• **Task description**: All lines from the first one in the listing below to the one holding "stay within it.", inclusive, are to be copied exactly.

• **Exercise data**:

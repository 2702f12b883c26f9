//! Integration tests for Narra Home.
//!
//! # Running Tests
//!
//! ```bash
//! cargo test -p narra-home-integration-tests
//! ```
//!
//! # Test Categories
//!
//! - `stock_flow` - Mutation flows through the stock service
//! - `catalog_roundtrip` - Catalog persistence through the JSON store
//! - `audit_trail` - Audit entries paired with mutations
//!
//! The fixtures below use fixed timestamps so ordering assertions stay
//! deterministic across runs.

use chrono::{DateTime, TimeZone, Utc};
use rust_decimal::Decimal;

use narra_home_core::{BatchId, ProductId, VariantId, Warehouse};
use narra_home_inventory::catalog::Catalog;
use narra_home_inventory::models::{
    Batch, Product, SizeOption, StockModel, Variant, WarehouseStock,
};

/// Fixed timestamp `n` days into July 2025.
///
/// # Panics
///
/// Panics on a day number outside the month; fixtures stay within it.
#[must_use]
pub fn day(n: u32) -> DateTime<Utc> {
    Utc.with_ymd_and_hms(2025, 7, n, 0, 0, 0)
        .single()
        .expect("valid fixture timestamp")
}

/// A received batch with the reserved count already applied.
#[must_use]
pub fn received_batch(
    seq: u64,
    quantity: i64,
    reserved: i64,
    received_at: DateTime<Utc>,
) -> Batch {
    let mut batch = Batch::received(BatchId::from_seq(seq), quantity, received_at, None);
    batch.reserved = reserved;
    batch
}

/// A warehouse entry with its flat totals mirroring the given batches.
#[must_use]
pub fn pool(
    warehouse: Warehouse,
    quantity: i64,
    reserved: i64,
    batches: Vec<Batch>,
) -> WarehouseStock {
    let mut ws = WarehouseStock::new(warehouse);
    ws.quantity = quantity;
    ws.reserved = reserved;
    ws.updated_at = batches.iter().map(|batch| batch.received_at).max();
    ws.batches = batches;
    ws
}

/// A pre-ledger warehouse entry: flat totals, no batches, aged timestamp.
#[must_use]
pub fn legacy_pool(warehouse: Warehouse, quantity: i64, reserved: i64) -> WarehouseStock {
    let mut ws = WarehouseStock::new(warehouse);
    ws.quantity = quantity;
    ws.reserved = reserved;
    ws.updated_at = Some(day(1));
    ws
}

/// Catalog with one product per stock shape.
///
/// The bed carries batch history across both sites so FIFO assertions
/// have something to bite on:
///
/// - `NSB-WAL-Q`: Lorenzo `B-000001` (day 2, 8 units) and `B-000004`
///   (day 8, 4 units), Oroquieta `B-000002` (day 4, 5 units)
/// - `NSB-WAL-K`: Lorenzo `B-000003` (day 6, 3 units)
///
/// The mattress and the chair predate the ledger and keep flat totals
/// only.
#[must_use]
pub fn showroom_catalog() -> Catalog {
    let queen = Variant {
        id: VariantId::new("NSB-WAL-Q"),
        size: Some("Queen".to_string()),
        color: "Walnut".to_string(),
        price: Decimal::new(42_500, 0),
        active: true,
        warehouse_stock: vec![
            pool(
                Warehouse::Lorenzo,
                12,
                0,
                vec![
                    received_batch(1, 8, 0, day(2)),
                    received_batch(4, 4, 0, day(8)),
                ],
            ),
            pool(
                Warehouse::Oroquieta,
                5,
                0,
                vec![received_batch(2, 5, 0, day(4))],
            ),
        ],
    };
    let king = Variant {
        id: VariantId::new("NSB-WAL-K"),
        size: Some("King".to_string()),
        color: "Walnut".to_string(),
        price: Decimal::new(48_900, 0),
        active: true,
        warehouse_stock: vec![pool(
            Warehouse::Lorenzo,
            3,
            0,
            vec![received_batch(3, 3, 0, day(6))],
        )],
    };

    Catalog::new(vec![
        Product::new(
            ProductId::new(1),
            "Narra Sleigh Bed",
            "Beds",
            StockModel::Variants(vec![queen, king]),
        ),
        Product::new(
            ProductId::new(2),
            "Banig Roll-Up Mattress",
            "Mattresses",
            StockModel::LegacySizes(vec![
                SizeOption {
                    size: "Queen".to_string(),
                    price: Some(Decimal::new(18_750, 0)),
                    warehouse_stock: vec![legacy_pool(Warehouse::Lorenzo, 6, 1)],
                },
                SizeOption {
                    size: "King".to_string(),
                    price: Some(Decimal::new(21_500, 0)),
                    warehouse_stock: vec![legacy_pool(Warehouse::Oroquieta, 4, 0)],
                },
            ]),
        ),
        Product::new(
            ProductId::new(3),
            "Rattan Lounge Chair",
            "Seating",
            StockModel::Flat(vec![legacy_pool(Warehouse::Lorenzo, 4, 1)]),
        ),
    ])
}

• **Solution to this exercise**:
repository 2702f12b883c26f9
//! Integration tests for Narra Home.
//!
//! # Running Tests
//!
//! ```bash
//! cargo test -p narra-home-integration-tests
//! ```
//!
//! # Test Categories
//!
//! - `stock_flow` - Mutation flows through the stock service
//! - `catalog_roundtrip` - Catalog persistence through the JSON store
//! - `audit_trail` - Audit entries paired with mutations
//!
//! The fixtures below use fixed timestamps so ordering assertions stay
//! deterministic across runs.

use chrono::{DateTime, TimeZone, Utc};
use rust_decimal::Decimal;

use narra_home_core::{BatchId, ProductId, VariantId, Warehouse};
use narra_home_inventory::catalog::Catalog;
use narra_home_inventory::models::{
    Batch, Product, SizeOption, StockModel, Variant, WarehouseStock,
};

/// Fixed timestamp `n` days into July 2025.
///
/// # Panics
///
/// Panics on a day number outside the month; fixtures stay within it.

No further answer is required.